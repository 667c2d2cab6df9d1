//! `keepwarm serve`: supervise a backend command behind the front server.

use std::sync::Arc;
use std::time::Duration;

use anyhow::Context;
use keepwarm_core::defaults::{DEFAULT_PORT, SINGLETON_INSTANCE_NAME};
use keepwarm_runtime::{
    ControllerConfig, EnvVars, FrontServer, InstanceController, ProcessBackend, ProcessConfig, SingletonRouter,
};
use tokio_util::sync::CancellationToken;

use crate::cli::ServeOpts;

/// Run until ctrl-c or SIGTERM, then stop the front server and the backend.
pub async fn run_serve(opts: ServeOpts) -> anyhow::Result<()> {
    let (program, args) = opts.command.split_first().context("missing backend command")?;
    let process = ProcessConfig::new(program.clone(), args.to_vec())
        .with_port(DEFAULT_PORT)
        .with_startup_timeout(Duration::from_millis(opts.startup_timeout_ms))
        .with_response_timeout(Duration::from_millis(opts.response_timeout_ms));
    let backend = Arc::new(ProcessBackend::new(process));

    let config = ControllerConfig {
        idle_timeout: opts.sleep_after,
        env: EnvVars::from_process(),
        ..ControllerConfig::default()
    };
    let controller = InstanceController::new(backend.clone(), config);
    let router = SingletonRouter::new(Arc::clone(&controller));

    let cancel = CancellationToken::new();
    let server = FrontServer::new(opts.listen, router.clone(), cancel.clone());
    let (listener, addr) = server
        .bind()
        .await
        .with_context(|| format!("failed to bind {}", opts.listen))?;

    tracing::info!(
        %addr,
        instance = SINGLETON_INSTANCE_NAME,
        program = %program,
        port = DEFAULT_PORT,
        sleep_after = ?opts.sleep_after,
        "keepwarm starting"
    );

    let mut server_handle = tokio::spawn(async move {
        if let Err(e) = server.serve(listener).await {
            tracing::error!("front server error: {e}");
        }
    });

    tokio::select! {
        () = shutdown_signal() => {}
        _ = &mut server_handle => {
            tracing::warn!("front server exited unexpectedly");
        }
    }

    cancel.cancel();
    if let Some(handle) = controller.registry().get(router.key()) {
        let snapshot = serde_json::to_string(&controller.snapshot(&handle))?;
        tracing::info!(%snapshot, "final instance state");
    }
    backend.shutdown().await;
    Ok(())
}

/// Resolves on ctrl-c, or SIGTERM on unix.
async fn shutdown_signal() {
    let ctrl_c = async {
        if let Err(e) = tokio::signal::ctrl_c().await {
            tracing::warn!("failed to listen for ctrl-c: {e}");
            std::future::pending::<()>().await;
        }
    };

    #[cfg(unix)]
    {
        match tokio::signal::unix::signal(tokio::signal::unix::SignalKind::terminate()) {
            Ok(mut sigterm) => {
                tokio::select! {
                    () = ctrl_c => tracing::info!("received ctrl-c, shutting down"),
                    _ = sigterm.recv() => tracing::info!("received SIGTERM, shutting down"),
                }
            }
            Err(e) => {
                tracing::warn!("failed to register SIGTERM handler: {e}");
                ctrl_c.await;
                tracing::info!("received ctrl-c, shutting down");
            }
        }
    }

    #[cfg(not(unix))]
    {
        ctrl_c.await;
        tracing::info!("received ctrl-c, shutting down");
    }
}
--
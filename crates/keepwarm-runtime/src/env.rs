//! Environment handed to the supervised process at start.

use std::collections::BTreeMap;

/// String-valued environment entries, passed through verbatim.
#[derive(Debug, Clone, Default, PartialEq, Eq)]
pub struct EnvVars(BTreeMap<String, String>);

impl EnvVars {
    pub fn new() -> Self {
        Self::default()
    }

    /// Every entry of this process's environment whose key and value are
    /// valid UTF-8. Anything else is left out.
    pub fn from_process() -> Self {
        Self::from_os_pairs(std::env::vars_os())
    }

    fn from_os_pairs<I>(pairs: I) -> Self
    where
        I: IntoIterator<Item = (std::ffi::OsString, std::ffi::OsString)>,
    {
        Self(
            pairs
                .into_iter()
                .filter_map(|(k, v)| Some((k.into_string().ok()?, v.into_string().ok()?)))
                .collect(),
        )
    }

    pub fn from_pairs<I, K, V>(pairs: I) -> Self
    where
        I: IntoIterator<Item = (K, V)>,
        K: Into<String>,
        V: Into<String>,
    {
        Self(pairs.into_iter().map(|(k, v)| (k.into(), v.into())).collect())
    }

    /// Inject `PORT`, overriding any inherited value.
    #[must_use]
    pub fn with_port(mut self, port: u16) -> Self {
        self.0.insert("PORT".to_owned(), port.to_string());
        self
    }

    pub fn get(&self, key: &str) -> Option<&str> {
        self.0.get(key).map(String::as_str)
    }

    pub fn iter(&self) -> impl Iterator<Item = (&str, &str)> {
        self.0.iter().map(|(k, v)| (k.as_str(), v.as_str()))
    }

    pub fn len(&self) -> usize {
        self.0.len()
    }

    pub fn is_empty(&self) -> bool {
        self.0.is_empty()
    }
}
* * *
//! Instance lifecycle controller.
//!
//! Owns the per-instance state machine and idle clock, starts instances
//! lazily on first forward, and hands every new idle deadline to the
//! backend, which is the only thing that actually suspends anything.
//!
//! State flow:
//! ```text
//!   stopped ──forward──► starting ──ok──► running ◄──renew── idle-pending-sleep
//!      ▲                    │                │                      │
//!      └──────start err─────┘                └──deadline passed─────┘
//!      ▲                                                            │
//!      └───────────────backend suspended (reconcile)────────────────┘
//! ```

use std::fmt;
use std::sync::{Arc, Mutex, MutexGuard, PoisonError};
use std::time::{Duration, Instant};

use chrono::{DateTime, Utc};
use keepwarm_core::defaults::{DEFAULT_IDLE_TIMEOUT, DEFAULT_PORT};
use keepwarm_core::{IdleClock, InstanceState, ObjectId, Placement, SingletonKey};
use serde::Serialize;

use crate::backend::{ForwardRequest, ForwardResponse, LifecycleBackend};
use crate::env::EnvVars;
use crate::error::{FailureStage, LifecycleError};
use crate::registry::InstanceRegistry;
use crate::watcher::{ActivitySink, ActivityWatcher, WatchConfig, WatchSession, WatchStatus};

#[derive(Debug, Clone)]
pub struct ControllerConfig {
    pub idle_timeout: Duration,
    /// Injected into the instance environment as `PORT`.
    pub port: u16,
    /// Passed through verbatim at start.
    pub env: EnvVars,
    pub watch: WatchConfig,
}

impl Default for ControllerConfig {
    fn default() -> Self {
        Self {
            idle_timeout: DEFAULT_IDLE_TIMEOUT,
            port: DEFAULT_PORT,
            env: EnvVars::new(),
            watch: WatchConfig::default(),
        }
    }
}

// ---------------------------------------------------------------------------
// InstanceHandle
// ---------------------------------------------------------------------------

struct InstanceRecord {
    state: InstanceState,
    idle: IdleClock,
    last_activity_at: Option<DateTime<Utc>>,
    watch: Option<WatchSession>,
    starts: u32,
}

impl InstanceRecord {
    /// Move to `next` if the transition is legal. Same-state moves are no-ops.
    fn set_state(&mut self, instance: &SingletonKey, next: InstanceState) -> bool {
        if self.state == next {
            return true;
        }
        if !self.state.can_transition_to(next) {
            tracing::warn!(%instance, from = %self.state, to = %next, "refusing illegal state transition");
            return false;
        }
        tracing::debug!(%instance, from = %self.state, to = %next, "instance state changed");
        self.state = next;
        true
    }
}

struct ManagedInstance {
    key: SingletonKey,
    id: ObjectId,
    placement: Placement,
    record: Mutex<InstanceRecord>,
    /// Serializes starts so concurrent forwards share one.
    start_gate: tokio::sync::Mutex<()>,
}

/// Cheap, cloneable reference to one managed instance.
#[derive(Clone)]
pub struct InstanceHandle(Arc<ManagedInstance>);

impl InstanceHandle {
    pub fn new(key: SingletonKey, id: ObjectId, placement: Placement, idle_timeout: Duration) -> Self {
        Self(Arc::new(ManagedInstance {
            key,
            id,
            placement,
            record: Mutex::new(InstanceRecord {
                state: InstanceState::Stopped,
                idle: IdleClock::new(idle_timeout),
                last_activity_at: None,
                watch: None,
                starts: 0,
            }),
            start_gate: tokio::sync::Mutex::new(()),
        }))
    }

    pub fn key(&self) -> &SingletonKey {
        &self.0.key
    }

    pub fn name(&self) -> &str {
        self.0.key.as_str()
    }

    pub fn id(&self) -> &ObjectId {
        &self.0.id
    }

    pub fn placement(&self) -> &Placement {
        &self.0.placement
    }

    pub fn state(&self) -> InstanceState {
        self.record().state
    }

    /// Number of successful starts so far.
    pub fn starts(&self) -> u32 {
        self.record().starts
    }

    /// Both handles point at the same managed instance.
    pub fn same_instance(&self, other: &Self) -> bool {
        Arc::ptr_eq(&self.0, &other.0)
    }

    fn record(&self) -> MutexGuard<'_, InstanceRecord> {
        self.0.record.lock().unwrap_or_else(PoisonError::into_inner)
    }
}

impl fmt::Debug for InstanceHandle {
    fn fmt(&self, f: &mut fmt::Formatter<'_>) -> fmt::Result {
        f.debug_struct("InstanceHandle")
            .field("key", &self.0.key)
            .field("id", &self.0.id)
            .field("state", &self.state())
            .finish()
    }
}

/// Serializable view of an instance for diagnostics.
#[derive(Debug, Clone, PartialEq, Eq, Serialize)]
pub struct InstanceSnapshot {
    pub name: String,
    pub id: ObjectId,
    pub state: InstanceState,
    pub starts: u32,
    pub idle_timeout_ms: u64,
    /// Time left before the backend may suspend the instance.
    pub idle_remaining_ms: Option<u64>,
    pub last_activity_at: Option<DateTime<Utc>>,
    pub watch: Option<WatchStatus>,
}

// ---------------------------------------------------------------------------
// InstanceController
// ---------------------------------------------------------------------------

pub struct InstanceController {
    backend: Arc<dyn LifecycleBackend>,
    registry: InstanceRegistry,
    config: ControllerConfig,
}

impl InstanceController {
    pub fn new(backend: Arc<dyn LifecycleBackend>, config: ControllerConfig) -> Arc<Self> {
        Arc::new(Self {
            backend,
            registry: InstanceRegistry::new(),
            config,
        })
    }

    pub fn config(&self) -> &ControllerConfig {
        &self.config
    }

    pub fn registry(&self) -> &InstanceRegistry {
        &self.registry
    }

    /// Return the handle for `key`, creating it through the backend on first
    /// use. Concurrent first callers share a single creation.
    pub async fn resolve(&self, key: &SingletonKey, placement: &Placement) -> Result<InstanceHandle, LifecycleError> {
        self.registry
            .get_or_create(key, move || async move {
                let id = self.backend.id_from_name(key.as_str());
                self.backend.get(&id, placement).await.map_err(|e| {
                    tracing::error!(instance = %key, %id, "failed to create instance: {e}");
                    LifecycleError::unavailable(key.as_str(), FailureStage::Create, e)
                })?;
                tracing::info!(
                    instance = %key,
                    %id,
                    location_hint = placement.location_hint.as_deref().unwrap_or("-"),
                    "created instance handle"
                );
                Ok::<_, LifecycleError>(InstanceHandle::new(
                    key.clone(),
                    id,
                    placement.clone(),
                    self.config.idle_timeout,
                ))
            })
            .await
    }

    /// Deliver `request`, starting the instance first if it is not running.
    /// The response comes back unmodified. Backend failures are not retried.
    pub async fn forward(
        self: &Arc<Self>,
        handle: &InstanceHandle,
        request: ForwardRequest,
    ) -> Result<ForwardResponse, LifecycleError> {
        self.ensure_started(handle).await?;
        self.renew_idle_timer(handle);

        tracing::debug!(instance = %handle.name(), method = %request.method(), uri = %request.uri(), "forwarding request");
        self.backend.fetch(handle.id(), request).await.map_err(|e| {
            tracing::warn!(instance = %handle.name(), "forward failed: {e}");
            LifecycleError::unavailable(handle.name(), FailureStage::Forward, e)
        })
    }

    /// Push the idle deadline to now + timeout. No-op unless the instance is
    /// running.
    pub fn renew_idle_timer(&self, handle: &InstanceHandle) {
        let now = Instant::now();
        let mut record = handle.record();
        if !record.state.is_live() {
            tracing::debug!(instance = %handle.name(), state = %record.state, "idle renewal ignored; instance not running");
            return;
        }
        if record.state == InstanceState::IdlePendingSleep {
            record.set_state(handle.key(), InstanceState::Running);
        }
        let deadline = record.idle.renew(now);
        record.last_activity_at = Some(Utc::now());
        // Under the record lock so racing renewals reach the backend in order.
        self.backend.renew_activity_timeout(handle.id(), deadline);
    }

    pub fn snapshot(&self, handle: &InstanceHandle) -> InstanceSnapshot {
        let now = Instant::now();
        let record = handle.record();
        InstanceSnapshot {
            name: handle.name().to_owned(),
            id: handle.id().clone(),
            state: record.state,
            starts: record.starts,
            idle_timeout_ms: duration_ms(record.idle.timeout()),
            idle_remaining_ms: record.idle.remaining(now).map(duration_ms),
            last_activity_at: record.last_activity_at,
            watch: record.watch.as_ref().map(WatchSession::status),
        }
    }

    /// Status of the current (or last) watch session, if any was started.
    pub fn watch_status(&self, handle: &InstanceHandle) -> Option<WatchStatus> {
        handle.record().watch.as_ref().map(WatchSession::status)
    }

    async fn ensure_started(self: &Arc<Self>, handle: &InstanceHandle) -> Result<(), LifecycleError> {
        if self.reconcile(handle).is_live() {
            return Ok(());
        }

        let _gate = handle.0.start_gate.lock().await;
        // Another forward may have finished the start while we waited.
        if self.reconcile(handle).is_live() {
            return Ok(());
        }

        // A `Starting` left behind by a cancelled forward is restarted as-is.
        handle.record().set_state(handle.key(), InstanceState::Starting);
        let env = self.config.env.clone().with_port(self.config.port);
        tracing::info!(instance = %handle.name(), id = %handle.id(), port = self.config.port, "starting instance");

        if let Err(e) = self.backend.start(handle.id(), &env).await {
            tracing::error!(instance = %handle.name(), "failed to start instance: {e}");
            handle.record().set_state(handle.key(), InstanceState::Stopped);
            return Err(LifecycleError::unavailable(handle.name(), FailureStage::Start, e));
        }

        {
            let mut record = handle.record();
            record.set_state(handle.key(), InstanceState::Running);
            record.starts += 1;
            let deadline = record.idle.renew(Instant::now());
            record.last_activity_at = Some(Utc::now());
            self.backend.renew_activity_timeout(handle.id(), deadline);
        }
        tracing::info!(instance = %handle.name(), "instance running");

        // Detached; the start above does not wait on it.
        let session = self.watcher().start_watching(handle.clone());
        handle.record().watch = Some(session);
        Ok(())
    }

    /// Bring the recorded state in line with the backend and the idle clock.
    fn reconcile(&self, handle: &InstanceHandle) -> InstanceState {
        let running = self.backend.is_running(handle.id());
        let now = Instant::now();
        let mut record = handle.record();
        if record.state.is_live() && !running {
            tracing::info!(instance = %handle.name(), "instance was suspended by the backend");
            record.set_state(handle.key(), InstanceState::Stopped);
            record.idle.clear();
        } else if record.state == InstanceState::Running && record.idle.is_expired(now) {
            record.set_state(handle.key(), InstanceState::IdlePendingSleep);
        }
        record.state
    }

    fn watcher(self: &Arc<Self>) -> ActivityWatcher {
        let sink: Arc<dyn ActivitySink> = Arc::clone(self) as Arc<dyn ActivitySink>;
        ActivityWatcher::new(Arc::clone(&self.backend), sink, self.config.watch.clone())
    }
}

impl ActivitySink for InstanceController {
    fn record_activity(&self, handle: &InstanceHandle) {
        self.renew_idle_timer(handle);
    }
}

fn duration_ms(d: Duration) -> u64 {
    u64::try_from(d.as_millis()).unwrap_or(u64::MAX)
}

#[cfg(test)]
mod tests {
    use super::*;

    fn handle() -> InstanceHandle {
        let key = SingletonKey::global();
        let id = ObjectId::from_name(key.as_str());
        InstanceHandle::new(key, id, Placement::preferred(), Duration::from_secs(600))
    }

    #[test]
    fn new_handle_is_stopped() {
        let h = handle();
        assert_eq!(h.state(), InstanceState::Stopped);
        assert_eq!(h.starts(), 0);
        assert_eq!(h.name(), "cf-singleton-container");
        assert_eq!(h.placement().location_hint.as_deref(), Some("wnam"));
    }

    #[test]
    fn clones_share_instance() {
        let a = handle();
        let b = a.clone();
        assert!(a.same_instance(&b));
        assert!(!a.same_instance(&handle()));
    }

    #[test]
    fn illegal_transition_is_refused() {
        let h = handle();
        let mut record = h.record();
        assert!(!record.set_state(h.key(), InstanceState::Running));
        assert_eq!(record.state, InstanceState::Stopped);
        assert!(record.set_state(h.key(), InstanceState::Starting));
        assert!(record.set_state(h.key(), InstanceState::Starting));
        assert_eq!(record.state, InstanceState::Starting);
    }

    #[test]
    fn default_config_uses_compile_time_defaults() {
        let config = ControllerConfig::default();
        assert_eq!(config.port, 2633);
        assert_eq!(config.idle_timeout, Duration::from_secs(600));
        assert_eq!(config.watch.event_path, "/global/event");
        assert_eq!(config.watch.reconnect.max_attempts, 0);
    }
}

» TASK TO CARRY OUT: Above are some lines. Repeat exactly, and only, those from the line that has "fn record_activity(&self, handle: &InstanceHandle)" through the line that has "use super::*;".

» WRITTEN ANSWER:
    fn record_activity(&self, handle: &InstanceHandle) {
        self.renew_idle_timer(handle);
    }
}

fn duration_ms(d: Duration) -> u64 {
    u64::try_from(d.as_millis()).unwrap_or(u64::MAX)
}

#[cfg(test)]
mod tests {
    use super::*;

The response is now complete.